In step 2, we included influential soil and precipitation covariates in a response surface analysis with use of grasses as a covariate. We used response surface analysis to determine relationships between mean forbs selected by white-tailed deer and all forbs standing crop in grazed plots with use of grasses, soil and precipitation covariates, and interactions between precipitation and soil covariates and use (SAS Institute, Inc. 2013b). We considered a covariate to be influential in predicting forb standing crop when the 95% confidence interval for the regression estimate did not overlap 0. In cases where the 95% confidence interval of the regression estimate of use and use2 overlapped 0, we considered use and use2 to not be influential in predicting forb standing crop and we did not include these covariates in further models. We then performed a second response surface analysis with covariates that entered the best model identified in step 1. When regression estimates for use did not overlap 0 and were included in models, we standardized regression estimates by multiplying the original estimate for a covariate by the standard deviation of the covariate and then dividing by the standard deviation of the dependent variable (SAS Institute, Inc. 2014). Standardization allowed us to compare the strength of the regression relationship among covariates measured with different units. We estimated model R2, adjusted R2, and prediction R2 for each model. Estimating the predicted R2 provides a means of validating the models. If the prediction R2 is considerably smaller than the adjusted R2, the model does not validate well (Montgomery et al. 2012).

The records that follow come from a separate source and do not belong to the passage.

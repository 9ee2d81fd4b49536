mod acquire;
mod api;
mod config;
mod error;
mod music;
mod narration;
mod scene;
mod video;
mod workspace;

use acquire::ImageAcquirer;
use anyhow::Context;
use api::{GeminiClient, ImageGenClient, ImageSearchClient, SpeechClient};
use clap::{Parser, ValueEnum};
use config::{ApiSettings, Format, ImageStrategy, RenderOptions, RetryPolicy, StudioConfig};
use error::Result;
use music::MusicSource;
use narration::NarrationSynthesizer;
use scene::pacing::Pacing;
use scene::script::ScriptGenerator;
use scene::Project;
use std::path::{Path, PathBuf};
use std::time::Duration;
use tracing::{error, info, warn};
use tracing_subscriber::EnvFilter;
use video::VideoGenerator;
use workspace::{HeldInput, Workspace};

/// `--zoom-rate` 上限（每秒放大比例）
const MAX_ZOOM_RATE: f64 = 1.0;

/// 执行到哪个阶段为止
#[derive(Debug, Clone, Copy, PartialEq, Eq, ValueEnum)]
enum Stage {
    Script,
    Images,
    Voice,
    Render,
}

#[derive(Parser, Debug)]
#[command(name = "dark-studio")]
#[command(about = "Turn a topic into a short narrated slideshow video", long_about = None)]
struct Args {
    /// Topic of the video
    #[arg(short, long, default_value = "The Mystery of the Deep Ocean")]
    topic: String,

    /// Number of scenes
    #[arg(short = 'n', long, default_value_t = 6)]
    scenes: usize,

    /// Target duration in seconds (drives the narration word budget)
    #[arg(short, long, default_value_t = 30.0)]
    duration: f64,

    /// Output orientation
    #[arg(long, value_enum, default_value_t = Format::Vertical)]
    format: Format,

    /// Image sources in the order they are tried
    #[arg(
        long,
        value_enum,
        value_delimiter = ',',
        default_values_t = [ImageStrategy::Generative, ImageStrategy::Search, ImageStrategy::Placeholder]
    )]
    sources: Vec<ImageStrategy>,

    /// Apply a slow continuous zoom to every scene
    #[arg(long)]
    zoom: bool,

    /// Zoom speed k, the scale factor is 1 + k·t
    #[arg(long, default_value_t = 0.04)]
    zoom_rate: f64,

    /// Burn the narration into the video as captions
    #[arg(long)]
    captions: bool,

    /// Maximum caption line width in characters
    #[arg(long, default_value_t = 30)]
    caption_width: usize,

    /// Font file for captions (fontconfig default when omitted)
    #[arg(long)]
    font: Option<PathBuf>,

    /// Cross-fade between scenes in seconds (0 disables)
    #[arg(long, default_value_t = 0.0)]
    crossfade: f64,

    /// Background music file
    #[arg(long, conflicts_with = "music_url")]
    music: Option<PathBuf>,

    /// Background music URL
    #[arg(long)]
    music_url: Option<String>,

    /// Background music volume under the narration
    #[arg(long, default_value_t = 0.1)]
    music_volume: f64,

    /// TTS voice identifier
    #[arg(long, default_value = "onyx")]
    voice: String,

    /// Synthesize narration per scene for tighter image/voice sync
    #[arg(long)]
    per_scene_voice: bool,

    /// Edited storyboard JSON to use instead of generating a script
    #[arg(long)]
    storyboard: Option<PathBuf>,

    /// Replace a scene image, e.g. `--replace-image 3=./my.jpg` (scenes start at 1)
    #[arg(long = "replace-image", value_parser = parse_replacement)]
    replace_image: Vec<(usize, PathBuf)>,

    /// Stop after this stage
    #[arg(long, value_enum, default_value_t = Stage::Render)]
    stage: Stage,

    /// Keep the working directory and reuse existing assets
    #[arg(long)]
    resume: bool,

    /// Randomize browser headers on image requests
    #[arg(long)]
    stealth: bool,

    /// Render at 720p instead of 1080p
    #[arg(long)]
    safe_resolution: bool,

    /// Attempts per network image source
    #[arg(long, default_value_t = 3)]
    retries: u32,

    /// Fixed delay between attempts in milliseconds
    #[arg(long, default_value_t = 2000)]
    retry_delay_ms: u64,

    /// Output frame rate
    #[arg(long, default_value_t = 24)]
    fps: u32,

    /// Working directory for temporary files
    #[arg(short = 'w', long, default_value = "./studio")]
    work_dir: PathBuf,

    /// Output video file path
    #[arg(short, long, default_value = "output.mp4")]
    output: PathBuf,

    /// Text-generation API key
    #[arg(long)]
    api_key: Option<String>,

    /// TTS API key
    #[arg(long)]
    tts_api_key: Option<String>,
}

fn parse_replacement(value: &str) -> std::result::Result<(usize, PathBuf), String> {
    let (scene, path) = value
        .split_once('=')
        .ok_or_else(|| format!("expected SCENE=PATH, got '{}'", value))?;
    let scene: usize = scene
        .trim()
        .parse()
        .map_err(|_| format!("invalid scene number '{}'", scene))?;
    if scene == 0 {
        return Err("scene numbers start at 1".to_string());
    }
    if path.trim().is_empty() {
        return Err("image path is empty".to_string());
    }
    Ok((scene, PathBuf::from(path.trim())))
}

fn env_or(key: &str, default: String) -> String {
    std::env::var(key).ok().filter(|v| !v.is_empty()).unwrap_or(default)
}

fn build_config(args: &Args) -> anyhow::Result<StudioConfig> {
    if args.scenes == 0 {
        anyhow::bail!("--scenes must be at least 1");
    }
    if !(args.duration.is_finite() && args.duration > 0.0) {
        anyhow::bail!("--duration must be a positive number of seconds");
    }
    if args.fps == 0 {
        anyhow::bail!("--fps must be at least 1");
    }

    // 命令行参数优先，其次环境变量
    let defaults = ApiSettings::default();
    let api = ApiSettings {
        gemini_api_key: args
            .api_key
            .clone()
            .or_else(|| std::env::var("GEMINI_API_KEY").ok())
            .filter(|k| !k.is_empty()),
        gemini_base_url: env_or("GEMINI_BASE_URL", defaults.gemini_base_url),
        gemini_model: env_or("GEMINI_MODEL", defaults.gemini_model),
        image_gen_base_url: env_or("IMAGE_GEN_BASE_URL", defaults.image_gen_base_url),
        search_base_url: env_or("IMAGE_SEARCH_BASE_URL", defaults.search_base_url),
        tts_api_key: args
            .tts_api_key
            .clone()
            .or_else(|| std::env::var("TTS_API_KEY").ok())
            .or_else(|| std::env::var("OPENAI_API_KEY").ok())
            .filter(|k| !k.is_empty()),
        tts_base_url: env_or("TTS_BASE_URL", defaults.tts_base_url),
        tts_model: env_or("TTS_MODEL", defaults.tts_model),
    };

    let mut render = RenderOptions::for_format(args.format, args.safe_resolution);
    render.fps = args.fps;
    render.zoom = args.zoom;
    render.zoom_rate = args.zoom_rate.clamp(0.0, MAX_ZOOM_RATE);
    render.captions = args.captions;
    render.caption_width = args.caption_width.max(1);
    render.font_file = args.font.clone();
    render.crossfade = args.crossfade.max(0.0);
    render.music_volume = args.music_volume.clamp(0.0, 1.0);

    let music = match (&args.music, &args.music_url) {
        (Some(path), _) => Some(MusicSource::File(path.clone())),
        (None, Some(url)) => Some(MusicSource::Url(url.clone())),
        (None, None) => None,
    };

    Ok(StudioConfig {
        topic: args.topic.clone(),
        scene_count: args.scenes,
        duration: args.duration,
        format: args.format,
        voice: args.voice.clone(),
        sources: args.sources.clone(),
        retry: RetryPolicy {
            attempts: args.retries.max(1),
            delay: Duration::from_millis(args.retry_delay_ms),
            stealth: args.stealth,
        },
        per_scene_voice: args.per_scene_voice,
        music,
        work_dir: args.work_dir.clone(),
        resume: args.resume,
        api,
        render,
    })
}

#[tokio::main]
async fn main() -> anyhow::Result<()> {
    // 初始化日志
    tracing_subscriber::fmt()
        .with_env_filter(EnvFilter::try_from_default_env().unwrap_or_else(|_| EnvFilter::new("info")))
        .with_target(false)
        .with_thread_ids(false)
        .with_level(true)
        .init();

    // 加载环境变量
    dotenvy::dotenv().ok();

    // 解析命令行参数
    let args = Args::parse();
    let config = build_config(&args)?;

    let inputs = gather_inputs(&args, &config).await?;

    info!("Starting dark-studio session for topic: {}", config.topic);

    if let Err(e) = run_generation(&config, inputs, args.stage, &args.output).await {
        error!("Video generation failed: {}", e);
        std::process::exit(1);
    }

    Ok(())
}

/// 工作目录清空前读入的用户输入
struct SessionInputs {
    storyboard: Option<Project>,
    replacements: Vec<(usize, HeldInput)>,
    music: Option<HeldInput>,
}

/// 工作目录会被清空，先读入分镜文件和位于其中的替换图片、背景音乐
async fn gather_inputs(args: &Args, config: &StudioConfig) -> anyhow::Result<SessionInputs> {
    let storyboard = match &args.storyboard {
        Some(path) => Some(
            Project::load(path)
                .await
                .with_context(|| format!("Failed to read storyboard: {}", path.display()))?,
        ),
        None => None,
    };

    let mut replacements = Vec::with_capacity(args.replace_image.len());
    for (scene_number, path) in &args.replace_image {
        let held = HeldInput::hold(&config.work_dir, config.resume, path.clone())
            .await
            .with_context(|| format!("Failed to read replacement image: {}", path.display()))?;
        replacements.push((*scene_number, held));
    }

    let music = match &config.music {
        Some(MusicSource::File(path)) => Some(
            HeldInput::hold(&config.work_dir, config.resume, path.clone())
                .await
                .with_context(|| format!("Failed to read music file: {}", path.display()))?,
        ),
        _ => None,
    };

    Ok(SessionInputs {
        storyboard,
        replacements,
        music,
    })
}

async fn run_generation(
    config: &StudioConfig,
    inputs: SessionInputs,
    stage: Stage,
    output_path: &Path,
) -> Result<()> {
    let SessionInputs {
        storyboard,
        replacements,
        music: music_input,
    } = inputs;
    let workspace = Workspace::prepare(&config.work_dir, config.resume).await?;
    let music_source = match music_input {
        Some(input) => Some(MusicSource::File(input.restore(&workspace, "music_input").await?)),
        None => config.music.clone(),
    };
    let pacing = Pacing::new(config.duration, config.scene_count);
    info!(
        "Pacing: {:.1}s per scene, ~{} words of narration",
        pacing.seconds_per_scene, pacing.word_budget
    );

    // 1. 分镜脚本
    info!("Step 1/4: Writing the script...");
    let storyboard = match storyboard {
        Some(project) => Some(project),
        None if config.resume && workspace::exists(&workspace.storyboard()).await => {
            Some(Project::load(&workspace.storyboard()).await?)
        }
        None => None,
    };
    let mut project = match storyboard {
        Some(project) => {
            info!("Using storyboard with {} scenes", project.scenes.len());
            project
        }
        None => {
            let client = match &config.api.gemini_api_key {
                Some(key) => Some(GeminiClient::new(
                    key.clone(),
                    config.api.gemini_base_url.clone(),
                    config.api.gemini_model.clone(),
                )?),
                None => None,
            };
            let scenes = ScriptGenerator::new(client)
                .generate(&config.topic, config.scene_count, &pacing, config.format)
                .await;
            Project::new(config.topic.clone(), config.format, pacing, scenes)
        }
    };
    if project.format != config.format {
        warn!(
            "Storyboard was written for {} format, rendering as {}",
            project.format.label(),
            config.format.label()
        );
    }
    for (scene_number, input) in replacements {
        let path = input
            .restore(&workspace, &format!("replace_{:02}", scene_number))
            .await?;
        project.replace_image(scene_number, path)?;
    }
    project.save(&workspace.storyboard()).await?;
    if stage == Stage::Script {
        info!("Script ready, edit {} and rerun with --storyboard", workspace.storyboard().display());
        return Ok(());
    }

    // 2. 图片
    info!("Step 2/4: Acquiring images for {} scenes...", project.scenes.len());
    let acquirer = ImageAcquirer::new(
        &config.sources,
        ImageGenClient::new(config.api.image_gen_base_url.clone())?,
        ImageSearchClient::new(config.api.search_base_url.clone())?,
        config.retry.clone(),
        config.format,
        (config.render.width, config.render.height),
    )
    .with_label_font(acquire::placeholder::load_label_font(
        config.render.font_file.as_deref(),
    ));
    acquirer
        .acquire_all(&mut project.scenes, &workspace, config.resume)
        .await?;
    project.save(&workspace.storyboard()).await?;
    if stage == Stage::Images {
        return Ok(());
    }

    // 3. 旁白
    info!("Step 3/4: Generating speech...");
    narration::ensure_script(&project.scenes)?;
    if config.api.tts_api_key.is_none() {
        warn!("No TTS API key configured, the speech endpoint may reject the request");
    }
    let synthesizer = NarrationSynthesizer::new(
        SpeechClient::new(
            config.api.tts_api_key.clone(),
            config.api.tts_base_url.clone(),
            config.api.tts_model.clone(),
        )?,
        config.voice.clone(),
    );
    let audio_path = synthesizer
        .synthesize(&mut project.scenes, &workspace, config.per_scene_voice, config.resume)
        .await?;
    project.save(&workspace.storyboard()).await?;
    if stage == Stage::Voice {
        return Ok(());
    }

    // 4. 合成视频
    info!("Step 4/4: Rendering final video...");
    let music = music::prepare_music(music_source.as_ref(), &workspace).await;
    let generator = VideoGenerator::new(workspace.clone(), config.render.clone());
    let final_video = workspace.final_video();
    let duration = generator
        .generate_video(&mut project.scenes, &audio_path, music.as_deref(), &final_video)
        .await?;
    project.save(&workspace.storyboard()).await?;

    if let Some(parent) = output_path.parent().filter(|p| !p.as_os_str().is_empty()) {
        tokio::fs::create_dir_all(parent).await?;
    }
    tokio::fs::copy(&final_video, output_path).await?;
    info!(
        "Video ready: {} ({:.1}s, {} scenes)",
        output_path.display(),
        duration,
        project.scenes.len()
    );

    Ok(())
}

Our secondary objective was to determine if relationships of forb standing crop with grazing, precipitation, and percent sand were similar with less productive sites included and excluded from statistical models. We examined models with less productive sites excluded because including them in models to predict effects of foraging may increase variation, thus making it more difficult to detect grazing effects. To include only the most productive patches in models and exclude less productive patches, we first determined the mean standing crop of grasses by study site and sampling date in unprotected plots (i.e., the grazed plots paired with protected plots in exclosures). Mean standing crop of grasses in unprotected plots averaged across study sites and sampling dates was 628 kg ha–1 (95% CI = 587–668). We termed this the residual standing crop, defined as the average standing crop of grass at the end of the grazing season in unprotected (grazed) plots. We then censored all pairs of plots from the data set where average grass standing crop inside the exclosures was < 628 kg ha–1 (the average residual standing crop in grazed plots). Censoring resulted in a 52% reduction in the number of pairs of protected and grazed plots used in statistical analyses (2 400 pairs in the full data set compared with 1 145 pairs in the reduced data set). Of the 1 255 censored pairs of plots, there were 343 (27%) with no grass in the exclosure.

Table 3

Means (n = 300; 50 plots × 6 sites) and 95% confidence intervals for grass standing crop, standing crop of forbs selected by white-tailed deer (selected forbs), all forb standing crop inside grazing exclosures and in grazed plots averaged across six study sites on Buena Vista, El Sauz, Santa Rosa, and San Antonio Viejo Ranches operated by the East Foundation, Jim Hogg, Kenedy, Star, and Willacy Counties, Texas, 2012–2019.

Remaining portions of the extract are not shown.